Some more trivial issues:

  • The equation is missing the "0 = " part of "0 = ax^2 + bx +c" in the output.
  • There's no need for all the leading whitespace. If you want to center the first title, that makes sense, but the rest is just wasting screen real estate.
  • If b or c are negative, you print plus and minus, like "+ -4.5". It would look prettier if you printed "- 4.5" in this case.
  • You don't handle imaginary numbers. This isn't terribly difficult to do -- if the discriminant is negative, handle the real and imaginary parts separately, otherwise do things normally.
  • You don't properly handle cases where a is 0. This is just \$0=0x^2+bx+c\$ \$=bx+c\$ \$\leftrightarrow x={-c\over b}\$.
  • If there's a single root (the discriminant is 0), you print it twice.

Here's some code that fixes these issues. It's not the best way to do everything, but should give you some ideas.

// QuadEqnApp.cpp : Defines the entry point for the console application.
//

#include "stdafx.h"
#include <cstdlib>
#include <iostream>
#include <cmath>
#include <Windows.h>

using namespace std;

int main() {

    /* Variable declaration for the main program. */
    float a;    // Coefficient a.
    float b;    // Coefficient b.
    float c;    // Coefficient c.
    float d;    // Discriminant.
    float sq;   // Square root of the discriminant.
    bool i;     // sq is imaginary?
    float q;    // Quotient of the root.
    float xr;   // The real part of both roots.
    float xi;   // The potentially imaginary part of both roots.
    char test;  // Input to test for try again.
    bool again; // Are we trying again?

    /* Setup the colors for this program. */
    CONSOLE_SCREEN_BUFFER_INFO csbi;                    // The user's current font settings.
    HANDLE hstdout = GetStdHandle(STD_OUTPUT_HANDLE);   // Get a handle to stdout.
    GetConsoleScreenBufferInfo(hstdout, &csbi);         // Get all the current font info.
    SetConsoleTextAttribute(hstdout, 0x5);              // Set the color for this program.

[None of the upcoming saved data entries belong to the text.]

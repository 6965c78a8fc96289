//! Effects produced by state transitions

use super::state::{MessageRef, TimerStamp};
use std::time::Duration;

/// Effects to be executed after state transition
#[derive(Debug, Clone, PartialEq)]
pub enum Effect {
    /// Send a plain reply to the chat
    Reply { text: String },

    /// Send a question; the executor feeds back `Event::QuestionShown`
    ShowQuestion { stamp: TimerStamp, text: String },

    /// Delete a previously sent message (tolerates "already gone")
    DeleteMessage { message: MessageRef },

    /// Replace the question-timeout timer
    ArmTimeout { stamp: TimerStamp, after: Duration },

    /// Replace the decay timer
    ArmDecay { stamp: TimerStamp, after: Duration },

    CancelTimeout,

    CancelDecay,

    /// Offer the session's score to the chat leaderboard
    OfferTopScore { score: u32 },

    /// Publish the new state to observers
    PublishSnapshot,

    /// Stop the session actor after the remaining effects run
    Shutdown,
}

impl Effect {
    pub fn reply(text: impl Into<String>) -> Self {
        Effect::Reply { text: text.into() }
    }

    #[allow(dead_code)] // Used by property tests
    pub fn is_timer_arm(&self) -> bool {
        matches!(self, Effect::ArmTimeout { .. } | Effect::ArmDecay { .. })
    }
}
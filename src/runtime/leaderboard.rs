//! Per-chat top score slots

use crate::state_machine::{ChatId, UserId};
use serde::Serialize;
use std::collections::HashMap;
use std::sync::{Mutex, PoisonError};

/// Best score recorded in a chat and who holds it
#[derive(Debug, Clone, Copy, PartialEq, Eq, Serialize)]
pub struct TopScore {
    pub user_id: UserId,
    pub score: u32,
}

/// One slot per chat. Updates are compare-and-set under the map lock, so
/// concurrent offers never lose the true maximum.
#[derive(Debug, Default)]
pub struct Leaderboard {
    slots: Mutex<HashMap<ChatId, TopScore>>,
}

impl Leaderboard {
    pub fn new() -> Self {
        Self::default()
    }

    fn slots(&self) -> std::sync::MutexGuard<'_, HashMap<ChatId, TopScore>> {
        self.slots.lock().unwrap_or_else(PoisonError::into_inner)
    }

    /// Record `score` if it strictly beats the chat's current best.
    /// Ties keep the earlier holder. An empty slot counts as zero.
    pub fn offer(&self, chat_id: ChatId, user_id: UserId, score: u32) -> bool {
        let mut slots = self.slots();
        let best = slots.get(&chat_id).map_or(0, |top| top.score);
        if score <= best {
            return false;
        }
        slots.insert(chat_id, TopScore { user_id, score });
        true
    }

    pub fn top(&self, chat_id: ChatId) -> Option<TopScore> {
        self.slots().get(&chat_id).copied()
    }

    pub fn clear(&self, chat_id: ChatId) -> Option<TopScore> {
        self.slots().remove(&chat_id)
    }
}
//! Events that can occur in a quiz session

use super::state::{MessageRef, TimerStamp};

/// Why a session is being torn down
#[derive(Debug, Clone, Copy, PartialEq, Eq)]
pub enum StopReason {
    /// The user sent `/stop`
    User,
    /// An admin reset the chat
    Reset,
    /// The process is shutting down
    Shutdown,
}

/// Events that trigger state transitions
#[derive(Debug, Clone, PartialEq)]
pub enum Event {
    // User events
    /// `/quiz`: show the current question and (re)arm both timers
    Present,
    /// Free text treated as an answer; `bonus` is pre-drawn so transitions stay pure
    Answer { text: String, bonus: u32 },
    Stop { reason: StopReason },

    // Transport feedback
    /// The question sent for `stamp` was delivered (or not, if `message` is `None`)
    QuestionShown {
        stamp: TimerStamp,
        message: Option<MessageRef>,
    },

    // Timer events
    QuestionTimeout { stamp: TimerStamp },
    DecayTick { stamp: TimerStamp },
}

impl Event {
    pub fn kind(&self) -> &'static str {
        match self {
            Event::Present => "present",
            Event::Answer { .. } => "answer",
            Event::Stop { .. } => "stop",
            Event::QuestionShown { .. } => "question_shown",
            Event::QuestionTimeout { .. } => "question_timeout",
            Event::DecayTick { .. } => "decay_tick",
        }
    }
}
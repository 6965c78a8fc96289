//! HTTP request handlers

use super::sse::sse_stream;
use super::types::{AcceptedResponse, CommandRequest, ErrorResponse, MessageRequest, MessagesResponse};
use super::AppState;
use crate::dispatch::QuizError;
use crate::state_machine::{ChatId, UserId};
use axum::{
    extract::{Path, State},
    http::StatusCode,
    response::{IntoResponse, Response},
    routing::{get, post},
    Json, Router,
};

/// Create the API router
pub fn create_router(state: AppState) -> Router {
    Router::new()
        // Inbound traffic
        .route("/api/chats/:chat_id/commands/:name", post(run_command))
        .route(
            "/api/chats/:chat_id/messages",
            post(send_message).get(list_messages),
        )
        // SSE streaming
        .route("/api/chats/:chat_id/stream", get(stream_chat))
        // Version
        .route("/version", get(get_version))
        .with_state(state)
}

// ============================================================
// Inbound
// ============================================================

async fn run_command(
    State(state): State<AppState>,
    Path((chat_id, name)): Path<(ChatId, String)>,
    Json(req): Json<CommandRequest>,
) -> Result<Json<AcceptedResponse>, AppError> {
    remember_name(&state, chat_id, req.user_id, req.display_name.as_deref());
    state
        .dispatcher
        .on_command(&name, chat_id, req.user_id)
        .await?;
    Ok(Json(AcceptedResponse { ok: true }))
}

async fn send_message(
    State(state): State<AppState>,
    Path(chat_id): Path<ChatId>,
    Json(req): Json<MessageRequest>,
) -> Result<Json<AcceptedResponse>, AppError> {
    if req.text.trim().is_empty() {
        return Err(AppError::BadRequest("Message text is empty".to_string()));
    }
    remember_name(&state, chat_id, req.user_id, req.display_name.as_deref());
    state
        .dispatcher
        .on_text(&req.text, chat_id, req.user_id)
        .await?;
    Ok(Json(AcceptedResponse { ok: true }))
}

fn remember_name(state: &AppState, chat_id: ChatId, user_id: UserId, name: Option<&str>) {
    if let Some(name) = name {
        state.transport.register_name(chat_id, user_id, name);
    }
}

// ============================================================
// Outbound
// ============================================================

async fn list_messages(
    State(state): State<AppState>,
    Path(chat_id): Path<ChatId>,
) -> Json<MessagesResponse> {
    Json(MessagesResponse {
        messages: state.transport.messages(chat_id),
    })
}

async fn stream_chat(
    State(state): State<AppState>,
    Path(chat_id): Path<ChatId>,
) -> impl IntoResponse {
    // Subscribe before reading the backlog so nothing falls in between
    let broadcast_rx = state.transport.subscribe();
    let backlog = state.transport.messages(chat_id);
    sse_stream(chat_id, backlog, broadcast_rx)
}

async fn get_version() -> &'static str {
    concat!("quizline ", env!("CARGO_PKG_VERSION"))
}

// ============================================================
// Error Handling
// ============================================================

#[derive(Debug)]
enum AppError {
    BadRequest(String),
    Internal(String),
}

impl From<QuizError> for AppError {
    /// Missing sessions and permission failures are answered in the chat, so
    /// only unknown commands and transport failures reach HTTP.
    fn from(err: QuizError) -> Self {
        match err {
            QuizError::UnknownCommand(_) => AppError::BadRequest(err.to_string()),
            other => {
                tracing::error!(error = %other, "Failed to handle chat request");
                AppError::Internal(other.to_string())
            }
        }
    }
}

impl IntoResponse for AppError {
    fn into_response(self) -> Response {
        let (status, message) = match self {
            AppError::BadRequest(msg) => (StatusCode::BAD_REQUEST, msg),
            AppError::Internal(msg) => (StatusCode::INTERNAL_SERVER_ERROR, msg),
        };

        let body = Json(ErrorResponse::new(message));
        (status, body).into_response()
    }
}
//! Mock implementations for testing
//!
//! These mocks enable integration testing of session actors without a real
//! chat platform.

use super::traits::*;
use crate::state_machine::{ChatId, MessageRef, UserId};
use async_trait::async_trait;
use std::collections::HashMap;
use std::sync::atomic::{AtomicBool, AtomicI64, Ordering};
use std::sync::Mutex;

// ============================================================================
// Recording Transport
// ============================================================================

/// Everything a session asked the transport to do
#[derive(Debug, Clone, PartialEq, Eq)]
pub enum Outbound {
    Sent {
        chat_id: ChatId,
        message: MessageRef,
        text: String,
    },
    Deleted {
        chat_id: ChatId,
        message: MessageRef,
    },
}

/// Transport that records calls and can be told to fail
#[allow(dead_code)]
pub struct RecordingTransport {
    next_ref: AtomicI64,
    log: Mutex<Vec<Outbound>>,
    names: Mutex<HashMap<(ChatId, UserId), String>>,
    fail_sends: AtomicBool,
    fail_deletes: AtomicBool,
}

#[allow(dead_code)]
impl RecordingTransport {
    pub fn new() -> Self {
        Self {
            next_ref: AtomicI64::new(1),
            log: Mutex::new(Vec::new()),
            names: Mutex::new(HashMap::new()),
            fail_sends: AtomicBool::new(false),
            fail_deletes: AtomicBool::new(false),
        }
    }

    pub fn with_name(self, chat_id: ChatId, user_id: UserId, name: impl Into<String>) -> Self {
        self.names
            .lock()
            .unwrap()
            .insert((chat_id, user_id), name.into());
        self
    }

    pub fn set_fail_sends(&self, fail: bool) {
        self.fail_sends.store(fail, Ordering::SeqCst);
    }

    pub fn set_fail_deletes(&self, fail: bool) {
        self.fail_deletes.store(fail, Ordering::SeqCst);
    }

    pub fn outbound(&self) -> Vec<Outbound> {
        self.log.lock().unwrap().clone()
    }

    /// Texts sent to one chat, oldest first
    pub fn sent_texts(&self, chat_id: ChatId) -> Vec<String> {
        self.outbound()
            .into_iter()
            .filter_map(|o| match o {
                Outbound::Sent {
                    chat_id: c, text, ..
                } if c == chat_id => Some(text),
                _ => None,
            })
            .collect()
    }

    pub fn deleted(&self, chat_id: ChatId) -> Vec<MessageRef> {
        self.outbound()
            .into_iter()
            .filter_map(|o| match o {
                Outbound::Deleted {
                    chat_id: c,
                    message,
                } if c == chat_id => Some(message),
                _ => None,
            })
            .collect()
    }

    /// Ref and text of the last message sent to a chat whose text starts with `prefix`
    pub fn last_sent_with(&self, chat_id: ChatId, prefix: &str) -> Option<(MessageRef, String)> {
        self.outbound().into_iter().rev().find_map(|o| match o {
            Outbound::Sent {
                chat_id: c,
                message,
                text,
            } if c == chat_id && text.starts_with(prefix) => Some((message, text)),
            _ => None,
        })
    }

    pub fn count_sent_with(&self, chat_id: ChatId, prefix: &str) -> usize {
        self.sent_texts(chat_id)
            .iter()
            .filter(|t| t.starts_with(prefix))
            .count()
    }
}

impl Default for RecordingTransport {
    fn default() -> Self {
        Self::new()
    }
}

#[async_trait]
impl Transport for RecordingTransport {
    async fn send_message(&self, chat_id: ChatId, text: &str) -> Result<MessageRef, TransportError> {
        if self.fail_sends.load(Ordering::SeqCst) {
            return Err(TransportError::Send("injected failure".to_string()));
        }
        let message = MessageRef(self.next_ref.fetch_add(1, Ordering::SeqCst));
        self.log.lock().unwrap().push(Outbound::Sent {
            chat_id,
            message,
            text: text.to_string(),
        });
        Ok(message)
    }

    async fn delete_message(
        &self,
        chat_id: ChatId,
        message: MessageRef,
    ) -> Result<(), TransportError> {
        if self.fail_deletes.load(Ordering::SeqCst) {
            return Err(TransportError::Delete {
                message,
                reason: "injected failure".to_string(),
            });
        }
        self.log
            .lock()
            .unwrap()
            .push(Outbound::Deleted { chat_id, message });
        Ok(())
    }

    async fn display_name(&self, chat_id: ChatId, user_id: UserId) -> Result<String, TransportError> {
        self.names
            .lock()
            .unwrap()
            .get(&(chat_id, user_id))
            .cloned()
            .ok_or(TransportError::UnknownUser(user_id))
    }
}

    // Main program loop. Repeats until the user asks to quit.
    do
    {
        /* Get all the info from the user. */
        system("cls");  // Clear the screen each time.
        cout << endl;
        cout << "       Quadratic Equation Solver";
        cout << endl << endl;
        cout << "Enter the value of the a co-efficient ---> ";
        while (!(cin >> a)) {   // Make sure the user actually enters a float.
            cin.clear();
            cin.ignore(99999, '\n');
            cout << "You did not enter a number, please try again: ";
        }
        cin.clear();    // Clear the input in case the user entered something like "222.3sdkdk" -- 222.3 will be in a, but the sdkdk will be hanging out.
        cin.ignore(99999, '\n');
        cout << endl << endl;
        cout << "Enter the value of the b co-efficient ---> ";
        while (!(cin >> b)) {   // Make sure the user actually enters a float.
            cin.clear();
            cin.ignore(99999, '\n');
            cout << "You did not enter a number, please try again: ";
        }
        cin.clear();
        cin.ignore(99999, '\n');
        cout << endl << endl;
        cout << "Enter the value of the c co-efficient ---> ";
        while (!(cin >> c)) {   // Make sure the user actually enters a float.
            cin.clear();
            cin.ignore(99999, '\n');
            cout << "You did not enter a number, please try again: ";
        }
        cin.clear();
        cin.ignore(99999, '\n');
        cout << endl;

        /* Pretty print the equation line. */
        cout << "For the equation 0 = " << a << "x^2 ";
        cout << ((b < 0) ? "- " : "+ ") << ((b < 0) ? -b : b);  // Ternary operators to print "+ bx" or "- bx", not "+ -bx".
        cout << "x ";
        cout << ((c < 0) ? "- " : "+ ") << ((c < 0) ? -c : c);  // Ternary operators to print "+ c" or "- c", not "+ -c".
        cout << endl << endl;

        /* Pretty print the roots. */
        if (a != 0) {   // If a isn't 0, use the quadratic equation.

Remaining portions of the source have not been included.